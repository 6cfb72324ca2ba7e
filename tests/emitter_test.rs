use priority_emitter::content_store::ContentStore;
use priority_emitter::identity::IdAllocator;
use priority_emitter::{
    EmitterConfig, EmitterError, EventEmitter, Listener, ListenerFn, ListenerOptions, Remover,
    Times, Value,
};
use std::sync::{Arc, Mutex};
use tokio::time::{sleep, Duration};

fn counter() -> (Arc<Mutex<u32>>, Listener) {
    let count = Arc::new(Mutex::new(0));
    let c = count.clone();
    (count, Listener::new(move |_| *c.lock().unwrap() += 1))
}

#[tokio::test]
async fn test_async_listener_runs_after_sync_ones() {
    let emitter = EventEmitter::new();
    let order = Arc::new(Mutex::new(Vec::new()));
    let o1 = order.clone();
    emitter.on(
        "x",
        Listener::new(move |_| o1.lock().unwrap().push("async")),
        ListenerOptions::new().priority(-10).asynchronous(),
    );
    let o2 = order.clone();
    emitter.on(
        "x",
        Listener::new(move |_| o2.lock().unwrap().push("sync")),
        ListenerOptions::new(),
    );

    emitter.emit("x", Value::Null);
    assert_eq!(*order.lock().unwrap(), vec!["sync"]);

    sleep(Duration::from_millis(10)).await;
    assert_eq!(*order.lock().unwrap(), vec!["sync", "async"]);
}

#[tokio::test]
async fn test_scheduled_async_call_survives_removal() {
    let emitter = EventEmitter::new();
    let (count, listener) = counter();
    let key = emitter
        .on("x", listener, ListenerOptions::new().asynchronous())
        .unwrap();

    emitter.emit("x", Value::Null);
    let removed = emitter.off([key.as_str()], None, None);
    assert_eq!(removed["x"].len(), 1);
    assert_eq!(*count.lock().unwrap(), 0);

    sleep(Duration::from_millis(10)).await;
    assert_eq!(*count.lock().unwrap(), 1);

    emitter.emit("x", Value::Null);
    sleep(Duration::from_millis(10)).await;
    assert_eq!(*count.lock().unwrap(), 1);
}

#[tokio::test]
async fn test_async_once_listener_fires_once() {
    let emitter = EventEmitter::new();
    let (count, listener) = counter();
    emitter.once("x", listener, ListenerOptions::new().asynchronous());

    emitter.emit("x", Value::Null);
    emitter.emit("x", Value::Null);
    assert!(!emitter.has_listeners("x"));

    sleep(Duration::from_millis(10)).await;
    assert_eq!(*count.lock().unwrap(), 1);
}

#[test]
fn test_emission_carries_data_and_key() {
    let emitter = EventEmitter::new();
    let seen = Arc::new(Mutex::new(None));
    let s = seen.clone();
    let key = emitter
        .on(
            "save",
            Listener::new(move |e| {
                *s.lock().unwrap() = Some((e.event.clone(), e.data.clone(), e.listener_key.clone()))
            }),
            ListenerOptions::new(),
        )
        .unwrap();
    assert_eq!(key, "listener_1");

    emitter.emit("save", "report.txt");
    assert_eq!(
        seen.lock().unwrap().clone(),
        Some(("save".to_string(), Value::from("report.txt"), key))
    );
}

#[test]
fn test_default_priority_from_config() {
    let config = EmitterConfig::from_json(r#"{"default_priority": 5}"#).unwrap();
    let emitter = EventEmitter::with_config(config);
    let order = Arc::new(Mutex::new(Vec::new()));
    let o1 = order.clone();
    emitter.on(
        "x",
        Listener::new(move |_| o1.lock().unwrap().push("default")),
        ListenerOptions::new(),
    );
    let o2 = order.clone();
    emitter.on(
        "x",
        Listener::new(move |_| o2.lock().unwrap().push("explicit")),
        ListenerOptions::new().priority(1),
    );
    emitter.emit("x", Value::Null);
    assert_eq!(*order.lock().unwrap(), vec!["explicit", "default"]);

    let status = emitter.queue_status("x").unwrap();
    assert_eq!(status.priorities, 2);
    assert_eq!(status.contents, 2);
}

#[test]
fn test_deterministic_ids() {
    let ids = Arc::new(IdAllocator::new());
    let a = EventEmitter::builder().allocator(ids.clone()).build();
    let b = EventEmitter::builder()
        .allocator(ids.clone())
        .type_tag("ajax")
        .build();
    let c = EventEmitter::builder().allocator(ids).build();
    assert_eq!(a.id(), "emitter_1");
    assert_eq!(b.id(), "ajax_1");
    assert_eq!(c.id(), "emitter_2");

    let random = EventEmitter::new();
    assert!(random.id().starts_with("emitter_"));
    assert_ne!(random.id(), EventEmitter::new().id());
}

#[test]
fn test_remover_from_value() {
    assert!(matches!(
        Remover::try_from(Value::from("listener_1")),
        Ok(Remover::Key(key)) if key == "listener_1"
    ));
    assert!(matches!(
        Remover::try_from(Value::from(3)),
        Err(EmitterError::InvalidArgument(_))
    ));
}

#[test]
fn test_remove_shared_callable_by_priority() {
    let emitter = EventEmitter::new();
    let count = Arc::new(Mutex::new(0));
    let c = count.clone();
    let f: ListenerFn = Arc::new(move |_: &priority_emitter::Emission| *c.lock().unwrap() += 1);
    let low = emitter
        .on("x", f.clone(), ListenerOptions::new().priority(1).times(5))
        .unwrap();
    emitter.on("x", f.clone(), ListenerOptions::new().priority(9));

    emitter.remove_listener([&f], None, Some(9));
    emitter.emit("x", Value::Null);
    assert_eq!(*count.lock().unwrap(), 1);
    assert_eq!(emitter.remaining_calls("x", &low), vec![Times::Limited(4)]);
}

#[test]
fn test_store_default_after_remove() {
    let mut store: ContentStore<Value> = ContentStore::new();
    let key = store.add(Value::from("v"), None, None);
    assert_eq!(key.to_string(), "string#1");
    assert!(store.using(&key, true));

    assert_eq!(store.remove([&key]), vec![key.clone()]);
    assert!(!store.is_using(&key));
    assert_eq!(
        store.get_content(&key, Value::from("MISSING")),
        Value::from("MISSING")
    );
    assert!(store.remove([&key]).is_empty());

    let next = store.add(Value::from("v"), None, None);
    assert_eq!(next.to_string(), "string#2");
}
impl EventEmitter {
    pub fn new() -> Self {
        Self::builder().build()
    }

    pub fn with_config(config: EmitterConfig) -> Self {
        Self::builder().config(config).build()
    }

    pub fn builder() -> EmitterBuilder {
        EmitterBuilder::default()
    }

    pub fn id(&self) -> &str {
        &self.inner.id
    }

    pub fn type_tag(&self) -> &str {
        &self.inner.type_tag
    }

    pub fn callbacks(&self) -> &Arc<CallbackRegistry> {
        &self.inner.callbacks
    }

    pub fn downgrade(&self) -> WeakEmitter {
        WeakEmitter(Arc::downgrade(&self.inner))
    }

    pub fn config(&self) -> EmitterConfig {
        self.state().config.clone()
    }

    /// Sets the soft per-event listener limit; `-1` disables it.
    pub fn set_max_listeners(&self, max_listeners: i64) {
        self.state().config.max_listeners = max_listeners;
    }

    pub(crate) fn state(&self) -> MutexGuard<'_, EmitterState> {
        // The lock is never held across a listener call.
        self.inner
            .state
            .lock()
            .unwrap_or_else(PoisonError::into_inner)
    }

    /// Registers `listeners` on every event in `events` under one listener key.
    ///
    /// Returns the listener key, or `None` when there is no event name, no
    /// listener left after resolving named listeners, or no call left
    /// (`times(0)`).
    pub fn add_listener(
        &self,
        events: impl Into<EventNames>,
        listeners: impl Into<ListenerList>,
        options: ListenerOptions,
    ) -> Option<String> {
        let names = events.into().unique();
        let callbacks: Vec<Callback> = listeners
            .into()
            .0
            .into_iter()
            .filter_map(|listener| match listener {
                Listener::Direct(f) => Some(Callback(f)),
                Listener::Named(name) => match self.inner.callbacks.get(&name) {
                    Some(f) => Some(Callback(f)),
                    None => {
                        warn!("Named listener not found: {}", name);
                        None
                    }
                },
            })
            .collect();
        if names.is_empty() || callbacks.is_empty() || options.times == Times::Limited(0) {
            return None;
        }

        let context = options.context.as_ref().map(EventEmitter::downgrade);
        let mut state = self.state();
        let listener_key = match options.key {
            Some(key) => key,
            None => {
                state.listener_seq += 1;
                format!("listener_{}", state.listener_seq)
            }
        };
        let priority = options.priority.unwrap_or(state.config.default_priority);

        for name in names {
            let current = state.events.get(&name).map_or(0, |r| r.queue.len());
            if state.config.limit_reached(current) {
                warn!(
                    "Possible listener leak: event '{}' on {} already has {} listeners (limit {})",
                    name, self.inner.id, current, state.config.max_listeners
                );
            }
            let registration = state.events.entry(name.clone()).or_default();
            for callback in &callbacks {
                let meta = ListenerMeta {
                    listener_key: listener_key.clone(),
                    priority,
                    remaining: Remaining::new(options.times),
                    is_async: options.is_async,
                    context: context.clone(),
                    event: name.clone(),
                };
                let key = registration.queue.add(callback.clone(), priority, Some(meta));
                registration
                    .key_mapping
                    .entry(listener_key.clone())
                    .or_default()
                    .push(key);
            }
            debug!(
                "Listener registered: {} on '{}' (priority {})",
                listener_key, name, priority
            );
        }
        Some(listener_key)
    }

    pub fn on(
        &self,
        events: impl Into<EventNames>,
        listeners: impl Into<ListenerList>,
        options: ListenerOptions,
    ) -> Option<String> {
        self.add_listener(events, listeners, options)
    }

    /// `add_listener` with a call count of one.
    pub fn add_once_listener(
        &self,
        events: impl Into<EventNames>,
        listeners: impl Into<ListenerList>,
        options: ListenerOptions,
    ) -> Option<String> {
        self.add_listener(events, listeners, options.once())
    }

    pub fn once(
        &self,
        events: impl Into<EventNames>,
        listeners: impl Into<ListenerList>,
        options: ListenerOptions,
    ) -> Option<String> {
        self.add_once_listener(events, listeners, options)
    }

    /// Removes listeners by key or callable from `events` (all events when
    /// `None`), optionally only at `priority`.
    ///
    /// Returns the removed queue keys per event; events without hits are
    /// left out.
    pub fn remove_listener<I, R>(
        &self,
        removers: I,
        events: Option<EventNames>,
        priority: Option<i32>,
    ) -> BTreeMap<String, Vec<ContentKey>>
    where
        I: IntoIterator<Item = R>,
        R: Into<Remover>,
    {
        let removers: Vec<Remover> = removers.into_iter().map(Into::into).collect();
        let priorities = priority.map(|p| vec![p]);
        let mut removed_by_event = BTreeMap::new();

        let mut state = self.state();
        let names = match events {
            Some(events) => events.unique(),
            None => state.events.keys().cloned().collect(),
        };
        for name in names {
            let Some(registration) = state.events.get_mut(&name) else {
                continue;
            };
            let mut removed: Vec<ContentKey> = Vec::new();
            for remover in &removers {
                let hits = match remover {
                    Remover::Key(listener_key) => {
                        let keys = registration
                            .key_mapping
                            .get(listener_key)
                            .cloned()
                            .unwrap_or_default();
                        registration.queue.remove(&keys, priorities.as_deref())
                    }
                    Remover::Callback(f) => registration
                        .queue
                        .remove_content(&Callback(f.clone()), priorities.as_deref()),
                };
                registration.forget(&hits);
                removed.extend(hits);
            }
            let drained = registration.queue.is_empty();
            if drained {
                state.events.remove(&name);
            }
            if !removed.is_empty() {
                debug!("Listeners removed from '{}': {:?}", name, removed);
                removed_by_event.insert(name, removed);
            }
        }
        removed_by_event
    }

    pub fn off<I, R>(
        &self,
        removers: I,
        events: Option<EventNames>,
        priority: Option<i32>,
    ) -> BTreeMap<String, Vec<ContentKey>>
    where
        I: IntoIterator<Item = R>,
        R: Into<Remover>,
    {
        self.remove_listener(removers, events, priority)
    }

    /// Drops every listener of `events`, or of all events. Returns how many
    /// listeners were removed.
    pub fn remove_all_listeners(&self, events: Option<EventNames>) -> usize {
        let mut state = self.state();
        let names: Vec<String> = match events {
            Some(events) => events.unique(),
            None => state.events.keys().cloned().collect(),
        };
        names
            .iter()
            .filter_map(|name| state.events.remove(name))
            .map(|registration| registration.queue.len())
            .sum()
    }

    /// Emits each event in `events`, in order, with `data`.
    pub fn emit_event<F>(
        &self,
        events: impl Into<EventNames>,
        data: impl Into<Value>,
        final_callback: Option<F>,
    ) where
        F: FnOnce(),
    {
        let data = data.into();
        for name in events.into().0 {
            trace!("Emitting '{}' on {}", name, self.inner.id);
            self.dispatch(&name, &data);
            if name != BuiltinEvent::EventEmitted.as_ref() {
                self.dispatch(
                    BuiltinEvent::EventEmitted.as_ref(),
                    &Value::List(vec![Value::from(name.as_str()), data.clone()]),
                );
            }
            self.propagate(&name, &data);
            self.dispatch(&complete_event(&name), &data);
        }
        if let Some(final_callback) = final_callback {
            final_callback();
        }
    }

    pub fn emit(&self, events: impl Into<EventNames>, data: impl Into<Value>) {
        self.emit_event(events, data, None::<fn()>)
    }

    /// `emit` followed by `final_callback` once every event was processed.
    pub fn emit_with<F>(&self, events: impl Into<EventNames>, data: impl Into<Value>, final_callback: F)
    where
        F: FnOnce(),
    {
        self.emit_event(events, data, Some(final_callback))
    }

    /// Runs the listeners of one event over a snapshot of its queue.
    pub(crate) fn dispatch(&self, event: &str, data: &Value) {
        let snapshot = match self.state().events.get(event) {
            Some(registration) => registration.queue.export(),
            None => return,
        };

        for entry in snapshot {
            let Some(meta) = entry.meta else {
                continue;
            };
            if !meta.remaining.try_consume() {
                continue;
            }
            if meta.remaining.is_exhausted() {
                self.retire(event, &entry.key);
            }

            let context = meta
                .context
                .as_ref()
                .and_then(WeakEmitter::upgrade)
                .unwrap_or_else(|| self.clone());
            let emission = Emission {
                event: event.to_string(),
                data: data.clone(),
                context,
                listener_key: meta.listener_key,
            };
            let Callback(callback) = entry.content;
            if meta.is_async {
                self.schedule(move || callback(&emission));
            } else {
                trace!("Invoking {} for '{}'", emission.listener_key, event);
                callback(&emission);
            }
        }
    }

    /// Unregisters an exhausted listener.
    fn retire(&self, event: &str, key: &ContentKey) {
        let mut state = self.state();
        let Some(registration) = state.events.get_mut(event) else {
            return;
        };
        let removed = registration.queue.remove([key], None);
        registration.forget(&removed);
        if registration.queue.is_empty() {
            state.events.remove(event);
        }
        trace!("Listener exhausted: {} on '{}'", key, event);
    }

    /// Runs `f` on a later turn of the tokio scheduler.
    pub(crate) fn schedule<F>(&self, f: F)
    where
        F: FnOnce() + Send + 'static,
    {
        let delay = self.state().config.async_delay;
        match tokio::runtime::Handle::try_current() {
            Ok(handle) => {
                handle.spawn(async move {
                    if delay.is_zero() {
                        tokio::task::yield_now().await;
                    } else {
                        tokio::time::sleep(delay).await;
                    }
                    f();
                });
            }
            Err(_) => {
                warn!("No tokio runtime for deferred call on {}; running inline", self.inner.id);
                f();
            }
        }
    }

    pub fn listener_count(&self, event: &str) -> usize {
        self.state()
            .events
            .get(event)
            .map_or(0, |registration| registration.queue.len())
    }

    pub fn has_listeners(&self, event: &str) -> bool {
        self.listener_count(event) > 0
    }

    /// Events with at least one listener, sorted.
    pub fn event_names(&self) -> Vec<String> {
        let mut names: Vec<String> = self.state().events.keys().cloned().collect();
        names.sort();
        names
    }

    /// Listener keys registered on `event`, sorted.
    pub fn listener_keys(&self, event: &str) -> Vec<String> {
        let mut keys: Vec<String> = self
            .state()
            .events
            .get(event)
            .map(|registration| registration.key_mapping.keys().cloned().collect())
            .unwrap_or_default();
        keys.sort();
        keys
    }

    pub fn queue_status(&self, event: &str) -> Option<QueueStatus> {
        self.state()
            .events
            .get(event)
            .map(|registration| registration.queue.status())
    }

    /// Remaining call count of every listener registered under `listener_key`
    /// on `event`, in dispatch order.
    pub fn remaining_calls(&self, event: &str, listener_key: &str) -> Vec<Times> {
        let state = self.state();
        let Some(registration) = state.events.get(event) else {
            return Vec::new();
        };
        registration
            .queue
            .export()
            .into_iter()
            .filter_map(|entry| entry.meta)
            .filter(|meta| meta.listener_key == listener_key)
            .map(|meta| meta.remaining.get())
            .collect()
    }
}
========================================================================
- [WORK ITEM]: Report the number of lines in the listing that hold the string "seen", and nothing else.

- [EXERCISE ANSWER]: 3